La Ribot, escurridiza y combativa

La artista española La Ribot (Madrid, 1962) se ha caracterizado por usar el humor, la sátira y su propio cuerpo para enviar mensajes profundamente críticos sobre la sociedad en la que vivimos. Su trabajo se puede situar en una generación de artistas, coreógrafos, bailarines y performers que se integraron a la escena europea a principios de la década de los 90, como Jérôme Bel, Meg Stuart, Xavier Le Roy, Vera Mantero y Jonathan Burrows, entre otros. Es una generación que decidió reimaginar, sin miedo, lo que la danza y su experiencia podían ser. Expandieron los límites y a menudo los cruzaron. Desde distintas perspectivas y con intersecciones entre prácticas artísticas, desarrollaron y encarnaron un entendimiento de la danza y del performance muy distinto al de la generación que les precedía.

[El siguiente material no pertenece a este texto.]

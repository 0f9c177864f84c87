mod channel;
mod dispatch;
mod event;
mod throttle;

pub use channel::{EmailChannel, FileLogChannel, NotificationChannel, NotifyError};
pub use dispatch::{queue, NotificationDispatcher};
pub use event::NotificationEvent;
pub use throttle::{NotificationSender, NotificationThrottler};
use chrono::{DateTime, Local};

const TIMESTAMP_FORMAT: &str = "%Y-%m-%d %H:%M:%S";

#[derive(Debug, Clone)]
pub struct NotificationEvent {
    pub camera_id: String,
    pub class_name: String,
    pub message: String,
    pub timestamp: DateTime<Local>,
}

impl NotificationEvent {
    pub fn new(camera_id: &str, class_name: &str) -> Self {
        Self {
            camera_id: camera_id.to_string(),
            class_name: class_name.to_string(),
            message: format!("{} detected", capitalize(class_name)),
            timestamp: Local::now(),
        }
    }

    pub fn formatted_timestamp(&self) -> String {
        self.timestamp.format(TIMESTAMP_FORMAT).to_string()
    }

    /// `[<timestamp>] [Camera <id>] <message>`
    pub fn log_line(&self) -> String {
        format!(
            "[{}] [Camera {}] {}",
            self.formatted_timestamp(),
            self.camera_id,
            self.message
        )
    }

    pub fn email_subject(&self) -> String {
        format!(
            "{} Detected on Camera {}",
            capitalize(&self.class_name),
            self.camera_id
        )
    }

    pub fn email_body(&self) -> String {
        format!(
            "{} on camera {} at {}.\n",
            self.message,
            self.camera_id,
            self.formatted_timestamp()
        )
    }
}

fn capitalize(word: &str) -> String {
    let mut chars = word.chars();
    match chars.next() {
        Some(first) => first.to_uppercase().chain(chars).collect(),
        None => String::new(),
    }
}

Los coreógrafos experimentales anteriores se había alimentado principalmente de la práctica teatral, tomando sus dispositivos, formas y estructuras. La danza-teatro de Pina Bausch y el teatro físico de Lloyd Newson y su compañía DV8, son ejemplos muy claros de esto. Adoptaron un modo de ver la danza a través del proscenio y utilizaron artefactos ilusorios (como el vestuario y la escenografía) para sostener el contenido de sus propuestas. En concreto, el trabajo de Bausch se centró en la expresión física del cuerpo en movimiento. Respondiendo a la pregunta no sobre cómo se mueve el cuerpo, si no por qué, Bausch apostó por situar el cuerpo del performer como un ser con identidad, experiencias e historia personal, al cual el espectador podría acceder a través del movimiento mismo.

Consciente de esta historia de búsquedas pero con la intención de seguir abriendo horizontes, la madrileña María José Ribot fue pionera en la tendencia de nutrir la danza de otras disciplinas creativas, como las artes plásticas y el arte del performance (1) — incluso de forma distinta a la experimentación disciplinaria que desde los sesenta y setenta ya se notaba en Estados Unidos, con el trabajo del Judson Dance Theater por ejemplo —.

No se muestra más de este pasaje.